The reciprocal mating, D. melanogaster females mated to D. simulans males, produced sterile female adults but no male offspring. The toxic interaction producing male lethality can be traced to heterochromatin proteins, Lethal hybrid rescue (Lhr, D. simulans) and Hybrid male rescue (Hmr, D. melanogaster) (Maheshwari and Barbash 2012). Higher expression of Lhr from the D. simulans chromosome is the basis of hybrid lethality. Loss of D. simulans Lhr rescues hybrid lethality, but loss of D. melanogaster Lhr, which is expressed at only half the rate as D. simulans, does not achieve rescue. Lhr encodes a rapidly evolving heterochromatin protein that interacts with HP1 (Brideau et al. 2006; Brideau and Barbash 2011; Thomae et al. 2013). Loss of Lhr results in bloated polytene chromosomes in D. simulans, a phenotype associated with a loss of chromosome structure (Pal Bhadra et al. 2006). The Hmr gene is also rapidly evolving and encodes a DNA binding protein that localizes to heterochromatin in a complex with Lhr and HP1a (Satyaki et al. 2014; Alekseyenko et al. 2014). Hybrid males, which die as larvae, display poorly condensed chromosomes and anaphase bridges between sister chromatids, consistent with the idea that heterochromatin assembly and compaction is the primary defect (Blum et al. 2017).

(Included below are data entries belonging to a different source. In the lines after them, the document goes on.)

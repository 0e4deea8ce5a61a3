//! Host documents for each page type. Controllers fill the id anchors in place.

use crate::dom::{el, Document, Element, Node};

fn layout(site_name: &str, title: &str, main: Vec<Node>) -> Document {
    let header = el(
        "header",
        &[("class", "site-header")],
        vec![
            el("a", &[("class", "site-name"), ("href", "/"), ("text", site_name)], vec![]).into(),
            el(
                "nav",
                &[("class", "site-nav")],
                vec![
                    nav_link("/", "ホーム"),
                    nav_link("/news", "お知らせ"),
                    nav_link("/taikai", "大会情報"),
                    nav_link("/results", "大会結果"),
                ],
            )
            .into(),
        ],
    );
    let body = el(
        "body",
        &[],
        vec![
            header.into(),
            el("main", &[("class", "content"), ("id", "content")], main).into(),
        ],
    );
    let mut doc = Document::new(format!("{title}｜{site_name}"), body);
    doc.stylesheets.push("/assets/style.css".to_string());
    doc
}

fn nav_link(href: &str, text: &str) -> Node {
    el("a", &[("href", href), ("text", text)], vec![]).into()
}

fn heading(tag: &str, text: &str) -> Node {
    el(tag, &[("text", text)], vec![]).into()
}

pub fn home_page(site_name: &str) -> Document {
    layout(
        site_name,
        "ホーム",
        vec![
            el(
                "section",
                &[("class", "home-news")],
                vec![
                    heading("h2", "お知らせ"),
                    el("p", &[("class", "updated"), ("id", "homeNewsUpdated")], vec![]).into(),
                    el("div", &[("id", "homeNewsList")], vec![]).into(),
                    el("a", &[("class", "more"), ("href", "/news"), ("text", "お知らせ一覧へ")], vec![])
                        .into(),
                ],
            )
            .into(),
            el(
                "section",
                &[("class", "home-taikai")],
                vec![
                    heading("h2", "大会情報"),
                    el("ul", &[("class", "items"), ("id", "homeTaikaiList")], vec![]).into(),
                    el("a", &[("class", "more"), ("href", "/taikai"), ("text", "大会情報一覧へ")], vec![])
                        .into(),
                ],
            )
            .into(),
        ],
    )
}

fn sort_form(select_id: &str) -> Node {
    el(
        "form",
        &[("class", "sort"), ("method", "get"), ("action", "/news")],
        vec![
            el("label", &[("for", select_id), ("text", "並び順")], vec![]).into(),
            el(
                "select",
                &[("id", select_id), ("name", "order"), ("onchange", "this.form.submit()")],
                vec![
                    el("option", &[("value", "desc"), ("text", "新しい順")], vec![]).into(),
                    el("option", &[("value", "asc"), ("text", "古い順")], vec![]).into(),
                ],
            )
            .into(),
            el(
                "noscript",
                &[],
                vec![el("button", &[("type", "submit"), ("text", "並べ替え")], vec![]).into()],
            )
            .into(),
        ],
    )
    .into()
}

fn pager(prev_id: &str, info_id: &str, next_id: &str) -> Node {
    el(
        "nav",
        &[("class", "pager")],
        vec![
            el("a", &[("class", "pager-prev"), ("id", prev_id), ("text", "前へ")], vec![]).into(),
            el("span", &[("class", "pager-info"), ("id", info_id)], vec![]).into(),
            el("a", &[("class", "pager-next"), ("id", next_id), ("text", "次へ")], vec![]).into(),
        ],
    )
    .into()
}

fn controls(class: &str, children: Vec<Node>) -> Node {
    el("div", &[("class", class)], children).into()
}

pub fn news_page(site_name: &str) -> Document {
    layout(
        site_name,
        "お知らせ",
        vec![
            heading("h1", "お知らせ一覧"),
            controls(
                "list-controls",
                vec![sort_form("sortSelect"), pager("prevPage", "pageInfo", "nextPage")],
            ),
            el("div", &[("id", "newsList")], vec![]).into(),
            controls(
                "list-controls bottom",
                vec![
                    sort_form("sortSelectBottom"),
                    pager("prevPageBottom", "pageInfoBottom", "nextPageBottom"),
                ],
            ),
        ],
    )
}

pub fn results_page(site_name: &str) -> Document {
    let crumbs: Element = el(
        "nav",
        &[("class", "breadcrumb")],
        vec![
            el("a", &[("href", "/"), ("text", "ホーム")], vec![]).into(),
            el("span", &[("class", "sep"), ("text", "›")], vec![]).into(),
            el("span", &[("id", "crumbTitle"), ("text", "大会結果")], vec![]).into(),
        ],
    );
    layout(
        site_name,
        "大会結果",
        vec![
            crumbs.into(),
            el("h1", &[("id", "pageTitle"), ("text", "大会結果")], vec![]).into(),
            el("div", &[("id", "resultsList")], vec![]).into(),
        ],
    )
}

pub fn taikai_page(site_name: &str) -> Document {
    layout(
        site_name,
        "大会情報",
        vec![
            heading("h1", "大会情報"),
            el("div", &[("id", "taikaiList")], vec![]).into(),
        ],
    )
}

#[cfg(test)]
mod tests {
    use super::*;

    #[test]
    fn pages_carry_their_anchors() {
        let home = home_page("協会");
        assert!(home.contains_id("homeNewsList"));
        assert!(home.contains_id("homeNewsUpdated"));
        assert!(home.contains_id("homeTaikaiList"));

        let news = news_page("協会");
        for id in [
            "newsList",
            "sortSelect",
            "sortSelectBottom",
            "prevPage",
            "nextPage",
            "pageInfo",
            "prevPageBottom",
            "nextPageBottom",
            "pageInfoBottom",
        ] {
            assert!(news.contains_id(id), "{id}");
        }

        let results = results_page("協会");
        assert!(results.contains_id("resultsList"));
        assert!(results.contains_id("pageTitle"));
        assert!(results.contains_id("crumbTitle"));

        assert!(taikai_page("協会").contains_id("taikaiList"));
    }

    #[test]
    fn title_includes_site_name() {
        assert_eq!(news_page("協会").title, "お知らせ｜協会");
    }
}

The conflicts between genetic elements within a species that produce meiotic drive, and between species that lead to hybrid incompatibility, rely on an overlapping cast of characters. In accord with this, it has been suggested that meiotic drive contributes to the genetic divergence that produces hybrid incompatibility (McDermott and Noor 2010). This notion is supported by the discovery that a single gene, Overdrive (Ovd), appears responsible for both meiotic drive and hybrid incompatibility in D. pseudoobscura (Phadnis and Orr 2009). Males from a mating between subspecies are sterile when young but become weakly fertile and produce almost exclusively daughters when aged. Although the molecular mechanisms at play are currently unknown, the finding that one gene is involved in both phenomena supports the idea that meiotic drive and hybrid incompatibility are produced by similar genetic conflicts.

Summary

Satellite repeats appeared both troublesome and singularly unpromising at the dawn of the genomics era. The typical concentration of satellites in vast, unclonable blocks of heterochromatin was an additional deterrent to their study. But the ability of satellites to move, expand, and undergo relatively rapid genome-wide replacement enables them to shape genomes and respond to evolutionary pressures. Satellite DNA, and small RNA pathways capable of directing modifications to chromatin, are a powerful combination that can be adapted to novel roles. This can be appreciated by the dispersed, euchromatic 1.688X satellites that recruit dosage compensation while very similar heterochromatic 359 bp satellites mediate hybrid incompatibility at a different life stage and in different sex. In spite of the stark differences in the roles of these satellites, it is likely that small RNA normally directs chromatin modifications to both, and that these modifications are essential for normal function. When heterochromatin is compromised satellites become unstable and devastating disruptions of nuclear organization result. This intrinsic risk can be appreciated by the destruction unleased by 359 bp satellites in a hybrid environment. The remarkable ability of heterochromatin to assemble satellite DNA into a nondestructive form can be credited with enabling satellite repeats to expand to their current position of prominence in higher eukaryotes. All of the properties described above, including the mutability of satellites and their intrinsic danger, put repetitive sequences at the leading edge of evolution.